The quality of cannabis in Egypt is generally high. The majority of cannabis available in the country is processed into hashish, which is widely consumed. However, it’s important to note that the quality may not be as exceptional as that found in neighboring countries like Lebanon. Nevertheless, the potency and effect of Egyptian cannabis are still greatly appreciated by consumers in the country.

When it comes to the types of cannabis available in Egypt, different strains of hashish can be found. Egyptian hash, known for its unique characteristics, is a popular choice among locals and visitors alike. Additionally, strains like Lebanese Blonde and imported varieties such as Skunk and Amnesia Haze are also available in the market. For those seeking a more potent experience, hash oil is worth trying, as it offers a concentrated form of cannabis that can enhance the overall effects.


Is cannabis legal in Egypt?

No, cannabis is illegal in Egypt.

Are there any penalties for possessing or selling cannabis in Egypt?

Yes, the possession and sale of cannabis can result in severe penalties in Egypt.

Are the laws against cannabis enforcement in Egypt strict?

While cannabis is illegal, enforcement of the laws can be lax, especially when it comes to cannabis smokers.

Are there cafes in Egypt where cannabis is openly consumed?

Yes, many parts of Egypt have cafes where cannabis is openly consumed.

What are the historical roots of cannabis in Egypt?

Cannabis has been present in Egypt since around 3000 BC, primarily for making rope and as a drug.

When were cannabis laws introduced in Egypt?

Enforcement against cannabis use in Egypt dates back to the 14th century.

What happened to cannabis laws during French, Ottoman, and British periods in Egypt?

The mass consumption of hashish by French troops led to a ban on hashish smoking and consumption. Hashish was also banned during the Ottoman period, and the importation of cannabis was prohibited under British occupation.

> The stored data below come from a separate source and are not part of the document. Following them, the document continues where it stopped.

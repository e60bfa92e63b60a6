use crate::{error::AppError, storage::db::SurrealDbClient, stored_object};

stored_object!(Corpus, "corpus", {
    name: String,
    root_path: String,
    description: Option<String>
});

impl Corpus {
    /// The record id doubles as the `corpus_id`.
    pub fn new(corpus_id: String, name: String, root_path: String) -> Self {
        let now = Utc::now();
        Self {
            id: corpus_id,
            created_at: now,
            updated_at: now,
            name,
            root_path,
            description: None,
        }
    }

    pub async fn get(db: &SurrealDbClient, corpus_id: &str) -> Result<Option<Self>, AppError> {
        db.get_item(corpus_id).await.map_err(AppError::Database)
    }

    /// Read-paths never auto-create corpora; unknown ids surface as NotFound.
    pub async fn require(db: &SurrealDbClient, corpus_id: &str) -> Result<Self, AppError> {
        Self::get(db, corpus_id)
            .await?
            .ok_or_else(|| AppError::NotFound(format!("corpus '{corpus_id}' not found")))
    }

    pub async fn list(db: &SurrealDbClient) -> Result<Vec<Self>, AppError> {
        db.get_all_stored_items().await.map_err(AppError::Database)
    }
}

#[cfg(test)]
mod tests {
    use super::*;
    use uuid::Uuid;

    #[tokio::test]
    async fn require_rejects_unknown_corpus_without_creating_it() {
        let db = SurrealDbClient::memory("corpus_ns", &Uuid::new_v4().to_string())
            .await
            .expect("in-memory surrealdb");

        let err = Corpus::require(&db, "missing").await.expect_err("should not resolve");
        assert!(matches!(err, AppError::NotFound(_)));

        let all = Corpus::list(&db).await.expect("list");
        assert!(all.is_empty(), "require must not create a corpus row");
    }

    #[tokio::test]
    async fn stores_and_requires_corpus() {
        let db = SurrealDbClient::memory("corpus_ns", &Uuid::new_v4().to_string())
            .await
            .expect("in-memory surrealdb");

        let corpus = Corpus::new("repo-a".into(), "Repo A".into(), "/srv/repo-a".into());
        db.store_item(corpus.clone()).await.expect("store corpus");

        let loaded = Corpus::require(&db, "repo-a").await.expect("require");
        assert_eq!(loaded.name, "Repo A");
    }
}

Is there a significant cannabis economy in Egypt?

Yes, there is a significant production and consumption of cannabis in Egypt.

How is cannabis consumed in Egypt?

Cannabis, particularly in the form of hashish, is commonly consumed in Egypt. Traditional preparations and the use of water-pipes, known as gozah, are popular.

What is the price and quality of cannabis in Egypt?

Cannabis in Egypt is relatively cheap, with prices varying depending on the buyer’s nationality. The quality is generally high, with most cannabis processed into hashish.